When I was a child, I was fascinated by a gift my parents received from some of their best friends in Los Angeles. In the later 70’s, the Gangi’s gifted my parents with a living terrarium. I don’t know if I was more mesmerized by the miniature plants or the fact that the globe shaped bowl of organisms survived and thrived for more years than I can count.
Fast forward to today. I am still fascinated with terrariums. And, apparently, I’m not alone.
The New York Times recently ran an article about the resurgence of these miniature gardens and said, “Part of the appeal of building a basic terrarium is that it does not require a great deal of gardening know-how. While regular house plants can demand considerable attention, terrariums offer a bit of nature — and the sense of calm it can confer — in a contained, easy-to-care-for way. And once a closed terrarium reaches a state of equilibrium, in which there is neither too much moisture in the container nor too little, it can more or less sustain itself.”
It must be the winter, or the cold and dank Northwest days, but every year around this time I start planning to visit conservatories and greenhouses. While I thrive in our wetter, cooler coastal weather, another part of me loves to breath a warm, moist air. Fortunately, in Seattle, we have a number of choices, one of those is the Volunteer Park Conservatory
with its amazing array of orchids, ferns, palms, and other exotic plants. If you haven’t visited, do it on a rainy day … it is most revitalizing, but stay clear of the giant Venus Fly Trap!

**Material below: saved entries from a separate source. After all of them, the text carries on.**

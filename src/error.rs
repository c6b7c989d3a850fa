use thiserror::Error;

use crate::solver::Algorithm;

/// Defects in an externally supplied model.
///
/// These are never recoverable inside a solver: the model has to be fixed
/// and rebuilt.
#[derive(Debug, Clone, PartialEq, Error)]
pub enum InvalidMdp {
    #[error("state `{state}` has no eligible (non self-loop) actions")]
    NoEligibleActions { state: String },

    #[error("state `{state}` offers none of move-east, move-north, move-south, move-west")]
    NoInitialPolicyAction { state: String },

    #[error("action `{action}` of state `{state}` references unknown successor `{successor}`")]
    UnknownSuccessor {
        state: String,
        action: String,
        successor: String,
    },

    #[error("policy assigns no action to non-goal state `{state}`")]
    MissingPolicyAction { state: String },

    #[error("state `{0}` is defined more than once")]
    DuplicateState(String),

    #[error("state `{0}` is not defined")]
    UnknownState(String),

    #[error("no goal state was designated")]
    MissingGoal,

    #[error("epsilon must be a positive finite number, got {0}")]
    InvalidEpsilon(f64),

    #[error("action `{action}` of state `{state}` has invalid cost {cost}")]
    NegativeCost {
        state: String,
        action: String,
        cost: f64,
    },

    #[error("action `{action}` of state `{state}` has invalid probability {probability}")]
    InvalidProbability {
        state: String,
        action: String,
        probability: f64,
    },

    #[error("probabilities of action `{action}` of state `{state}` sum to {sum}, expected 1.0")]
    ProbabilitiesDoNotSumToOne {
        state: String,
        action: String,
        sum: f64,
    },

    #[error("action `{action}` of state `{state}` has no successors")]
    EmptyTransitions { state: String, action: String },

    #[error("action `{action}` of state `{state}` lists successor `{successor}` twice")]
    DuplicateSuccessor {
        state: String,
        action: String,
        successor: String,
    },

    #[error("state `{state}` declares action `{action}` more than once")]
    DuplicateAction { state: String, action: String },

    #[error("grid dimensions must be positive, got {width} x {height}")]
    InvalidGridSize { width: i32, height: i32 },

    #[error("slip probability must lie in [0, 1), got {0}")]
    InvalidSlip(f64),
}

#[derive(Debug, Clone, PartialEq, Error)]
pub enum Error {
    #[error("invalid MDP: {0}")]
    InvalidMdp(#[from] InvalidMdp),

    #[error("{algorithm} did not converge after {iterations} iterations (residual {residual})")]
    DidNotConverge {
        algorithm: Algorithm,
        iterations: usize,
        residual: f64,
    },
}

pub type Result<T> = std::result::Result<T, Error>;
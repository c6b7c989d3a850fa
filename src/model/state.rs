use std::fmt;

use super::action::Action;

/// Index of a state inside its [`Problem`](super::Problem).
#[derive(Debug, Clone, Copy, PartialEq, Eq, PartialOrd, Ord, Hash)]
pub struct StateId(pub usize);

impl StateId {
    pub fn index(self) -> usize {
        self.0
    }
}

impl fmt::Display for StateId {
    fn fmt(&self, f: &mut fmt::Formatter<'_>) -> fmt::Result {
        write!(f, "#{}", self.0)
    }
}

/// Cell coordinates of a state that lives on a grid.
#[derive(Debug, Clone, Copy, PartialEq, Eq, Hash)]
pub struct GridCoord {
    pub x: i32,
    pub y: i32,
}

impl GridCoord {
    pub fn new(x: i32, y: i32) -> Self {
        Self { x, y }
    }

    /// The neighbouring cell `(x + dx, y + dy)`.
    pub fn offset(self, dx: i32, dy: i32) -> Self {
        Self::new(self.x + dx, self.y + dy)
    }
}

impl fmt::Display for GridCoord {
    fn fmt(&self, f: &mut fmt::Formatter<'_>) -> fmt::Result {
        write!(f, "({}, {})", self.x, self.y)
    }
}

/// A state of the MDP.
///
/// `values[k]` is the estimate after iteration `k`; index 0 is always the
/// initial 0.0. The history only ever grows while solving.
#[derive(Debug, Clone)]
pub struct State {
    id: StateId,
    label: String,
    coord: Option<GridCoord>,
    actions: Vec<Action>,
    values: Vec<f64>,
    best_action: Option<usize>,
}

impl State {
    pub(crate) fn new(id: StateId, label: String, coord: Option<GridCoord>) -> Self {
        Self {
            id,
            label,
            coord,
            actions: Vec::new(),
            values: Vec::new(),
            best_action: None,
        }
    }

    pub fn id(&self) -> StateId {
        self.id
    }

    pub fn label(&self) -> &str {
        &self.label
    }

    pub fn coord(&self) -> Option<GridCoord> {
        self.coord
    }

    /// Outgoing actions in declaration order.
    pub fn actions(&self) -> &[Action] {
        &self.actions
    }

    /// Full value history, one entry per iteration.
    pub fn values(&self) -> &[f64] {
        &self.values
    }

    pub fn value_at(&self, iteration: usize) -> Option<f64> {
        self.values.get(iteration).copied()
    }

    pub fn latest_value(&self) -> Option<f64> {
        self.values.last().copied()
    }

    pub fn best_action(&self) -> Option<&Action> {
        self.best_action.map(|index| &self.actions[index])
    }

    /// Position of the best action in [`State::actions`].
    pub fn best_action_index(&self) -> Option<usize> {
        self.best_action
    }

    pub(crate) fn push_action(&mut self, action: Action) {
        self.actions.push(action);
    }

    pub(crate) fn push_value(&mut self, value: f64) {
        self.values.push(value);
    }

    pub(crate) fn set_best_action(&mut self, index: Option<usize>) {
        debug_assert!(index.map_or(true, |i| i < self.actions.len()));
        self.best_action = index;
    }

    pub(crate) fn reset(&mut self) {
        self.values.clear();
        self.best_action = None;
    }
}
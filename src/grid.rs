//! Grid navigation problems and their terminal rendering.

pub mod render;
pub mod world;

pub use render::{glyph, render_policy_grid};
pub use world::GridWorld;
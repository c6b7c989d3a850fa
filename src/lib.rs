//! Value iteration and policy iteration for finite, cost-minimising Markov
//! Decision Processes.
//!
//! ```
//! use mdp_planner::model::{ActionName, ProblemBuilder};
//! use mdp_planner::run_value_iteration;
//!
//! let mut builder = ProblemBuilder::new(1e-6);
//! builder
//!     .state("S0")
//!     .state("S1")
//!     .action("S0", ActionName::East, 1.0, [("S1", 1.0)])
//!     .goal("S1");
//! let mut problem = builder.build().unwrap();
//!
//! run_value_iteration(&mut problem).unwrap();
//! let s0 = problem.state_by_label("S0").unwrap();
//! assert_eq!(s0.latest_value(), Some(1.0));
//! assert_eq!(problem.best_action_name(s0.id()), Some(&ActionName::East));
//! ```

pub mod error;
pub mod grid;
pub mod model;
pub mod solver;

pub use error::{Error, InvalidMdp, Result};
pub use grid::{render_policy_grid, GridWorld};
pub use model::{Problem, ProblemBuilder};
pub use solver::{
    run_policy_iteration, run_value_iteration, MdpSolver, PolicyIteration, SolveReport,
    SolverConfig, StoppingRule, ValueIteration,
};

But if you’re not close to the conservatory or Molbak’s in Seattle or Al’s in Portland, create your own micro environment, otherwise known as a terrarium, for a little bit of green on those cold and bleak winter days.
I created my first terrarium this afternoon and was surprised at how simple and rewarding it was. I can tell you, I already have plans for bathroom terrariums, bedroom terrariums, well, I better stop there!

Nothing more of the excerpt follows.